Saul est lucide : il comprend que son monde a disparu à tout jamais et que celui qui vient est « un menaçant nuage noir ». Il ne trouve pas de complicité auprès des autres enfants car il parle en anglais et, du coup, ils le traitent de « Zhaunagush ». Il évite ainsi quelques coups puisqu’il y a interdiction de parler l’ojibwé car il n’y a « aucune tolérance envers les langues indiennes ». Saul raconte la mort de Curtis White Fox (10 ans) qui a eu la bouche lavée à la soude parce qu’il avait parlé sa langue. Il constate : « m’enlever à la forêt et à mon peuple, c’était comme m’avoir déchiré la chair du ventre ». Il se fait le plus invisible possible – sa petite taille est un atout –, pour échapper à la brutalité de ce nouveau monde. Mais comme il lit en anglais et travaille, il est considéré comme un élève studieux. Il rappelle trois exemples du devenir d’enfants martyrs : mort par pendaison et folie. Au cimetière, il y a « le carré des Indiens » : « Des rangées et des rangées de tombes sans noms. Des rangées er des rangées d’indentations de quatre ou cinq pieds comme si un doigt descendu des cieux les avaient tracées. Des creux dans la terre. Des trous dans lesquels ils tombaient ». Brève conclusion de ce chapitre : « St Jerm’s nous décapait, laissant des trous dans nos êtres. Je ne parvins jamais à comprendre comment le dieu qui, d’après eux, nous protégeait, pouvait ainsi détourner la tête et ignorer pareilles cruauté et souffrance ».

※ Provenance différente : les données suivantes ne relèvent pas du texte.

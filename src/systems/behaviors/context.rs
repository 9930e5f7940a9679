use crate::core::config::SimConfig;
use crate::core::error::CreateError;
use crate::core::parts::{Particle, ParticleStore, SlotHint, FLAG_MOVABLE};
use crate::core::random::SimRng;
use crate::domain::content::ContentRegistry;
use crate::elements::{ElementId, ElementProps, EL_NONE};
use crate::spatial::fields::FieldGrid;
use crate::spatial::occupancy::Category;
use crate::systems::movement::{MoveRules, Resolver};

use super::BehaviorRegistry;

/// Everything an element callback may touch, plus the slot it runs for.
///
/// Callbacks use the same store/field/resolver entry points the core does;
/// nothing here is buffered, so writes are visible to particles processed
/// later in the same tick.
pub struct UpdateContext<'a> {
    pub parts: &'a mut ParticleStore,
    pub fields: &'a mut FieldGrid,
    pub content: &'a ContentRegistry,
    pub rules: &'a MoveRules,
    pub behaviors: &'a BehaviorRegistry,
    pub rng: &'a mut SimRng,
    pub config: &'a SimConfig,
    pub frame: u64,
    /// Slot being updated
    pub slot: usize,
    /// Spawns dropped because the store was full
    pub(crate) spawn_failures: &'a mut u32,
}

impl<'a> UpdateContext<'a> {
    #[inline]
    pub fn part(&self) -> &Particle {
        self.parts.part(self.slot)
    }

    #[inline]
    pub fn part_mut(&mut self) -> &mut Particle {
        self.parts.part_mut(self.slot)
    }

    #[inline]
    pub fn props(&self) -> &ElementProps {
        self.content.element(self.part().element)
    }

    #[inline]
    pub fn pixel(&self) -> (i32, i32) {
        self.part().pixel()
    }

    /// Legacy heat rules are a per-simulation switch
    #[inline]
    pub fn legacy_heat(&self) -> bool {
        self.config.legacy_heat
    }

    /// Plain occupant of `(x, y)`, `None` when empty or out of bounds
    #[inline]
    pub fn plain_at(&self, x: i32, y: i32) -> Option<usize> {
        if !self.parts.in_bounds(x, y) {
            return None;
        }
        self.parts.occupancy().plain_at(x, y)
    }

    /// Element of the plain occupant at `(x, y)`
    #[inline]
    pub fn element_at(&self, x: i32, y: i32) -> Option<ElementId> {
        self.plain_at(x, y).map(|o| self.parts.part(o).element)
    }

    #[inline]
    pub fn is_empty(&self, x: i32, y: i32) -> bool {
        self.parts.in_bounds(x, y) && self.parts.occupancy().count(x, y, Category::All) == 0
    }

    /// Coarse cell under the current particle
    #[inline]
    pub fn cell(&self) -> (u32, u32) {
        let (x, y) = self.pixel();
        FieldGrid::cell_of(x, y)
    }

    pub fn resolver(&mut self) -> Resolver<'_> {
        Resolver::new(&mut *self.parts, &*self.fields, self.content, self.rules)
    }

    /// Spawn `element` at `(x, y)` with its descriptor defaults and run its
    /// create hook. Walls refuse categories they do not admit. Store
    /// exhaustion is counted, not fatal.
    pub fn create(
        &mut self,
        hint: SlotHint,
        x: i32,
        y: i32,
        element: ElementId,
    ) -> Result<usize, CreateError> {
        let Some(props) = self.content.props(element).copied() else {
            return Err(CreateError::UnknownElement);
        };
        if self.parts.in_bounds(x, y) {
            let (cx, cy) = FieldGrid::cell_of(x, y);
            if !self.fields.wall_allows(cx, cy, props.category_bit()) {
                return Err(CreateError::Walled);
            }
        }
        let slot = match self.parts.create(hint, x, y, element, props.is_energy()) {
            Ok(slot) => slot,
            Err(err) => {
                if err == CreateError::NoCapacity {
                    *self.spawn_failures += 1;
                }
                return Err(err);
            }
        };
        {
            let p = self.parts.part_mut(slot);
            p.temp = props.default_temp;
            p.life = props.default_life;
            p.tmp = props.default_tmp;
            if !props.is_solid() {
                p.flags |= FLAG_MOVABLE;
            }
        }

        let behaviors = self.behaviors;
        let saved = self.slot;
        self.slot = slot;
        behaviors.get(element).create(self);
        self.slot = saved;
        Ok(slot)
    }

    #[inline]
    pub fn kill(&mut self, slot: usize) {
        self.parts.kill(slot);
    }

    /// Turn `slot` into `to`, keeping position, velocity and temperature.
    /// `EL_NONE` kills. Returns false (and leaves the particle alone) when
    /// the new occupancy class has no room at its pixel.
    pub fn change_type(&mut self, slot: usize, to: ElementId) -> bool {
        if !self.parts.is_alive(slot) {
            return false;
        }
        if to == EL_NONE {
            self.parts.kill(slot);
            return true;
        }
        let Some(props) = self.content.props(to).copied() else {
            return false;
        };
        let from = self.parts.part(slot).element;
        if from == to {
            return true;
        }
        if !self.parts.reclassify(slot, props.is_energy()) {
            return false;
        }
        {
            let p = self.parts.part_mut(slot);
            p.element = to;
            if props.is_solid() {
                p.flags &= !FLAG_MOVABLE;
                p.vx = 0.0;
                p.vy = 0.0;
            } else {
                p.flags |= FLAG_MOVABLE;
            }
        }

        let behaviors = self.behaviors;
        let saved = self.slot;
        self.slot = slot;
        behaviors.get(to).change_type(self, from, to);
        self.slot = saved;
        true
    }
}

Un court chapitre illumine subrepticement la vie des enfants : ils s’évadent et font une escapade jusqu’au petit ruisseau ; ils retrouvent des poissons et leur vie indienne revient avec force provoquant larmes et désespoir ; ils gardent le plus longtemps possible l’odeur des poissons sur leurs doigts. Un chapitre d’une demi-page suit où il dresse, en quelque sorte, la stèle des enfants morts dans ce pensionnat. Il ne donne plus de noms mais il généralise, tant la mort est la conclusion la plus fréquente de ces brèves vies. Lui s’est réfugié en lui-même. Le récit se resserre sur son histoire personnelle : l’arrivée du Père Gaston Leboutilier, la même année que lui, jeune prêtre plein d’humour et de gentillesse, qui leur fait faire des choses inhabituelles et introduit le hockey dont il est un passionné. Il prête des livres à Saul qui, durant toute sa vie,devient un grand lecteur. Trop jeune et trop petit pour être dans l’équipe, il observe les grands et il est conquis et fasciné par ce jeu. Rapidement, il en comprend les règles et a la capacité de prévoir le jeu, les déplacements et l’occupation de l’espace. Saul se rend compte qu’il a hérité du don de voyance de son grand-père. Il obtient de s’occuper de nettoyer la patinoire tous les matins en se levant très tôt. Il commence aussi à s’entraîner tout seul avec les moyens du bord. Il décrit avec minutie l’apprentissage du hockey. Il se sent enfin lui-même. Á 9 ans, il continue son entraînement solitaire et clandestin. Lorsqu’il est sur la glace, il se sent devenir oiseau et applique les paroles de sa grand-mère : respecter le mystère et cultiver l’humilité : « Quand je me livrais au mystère de la glace, je devenais une créature différente ».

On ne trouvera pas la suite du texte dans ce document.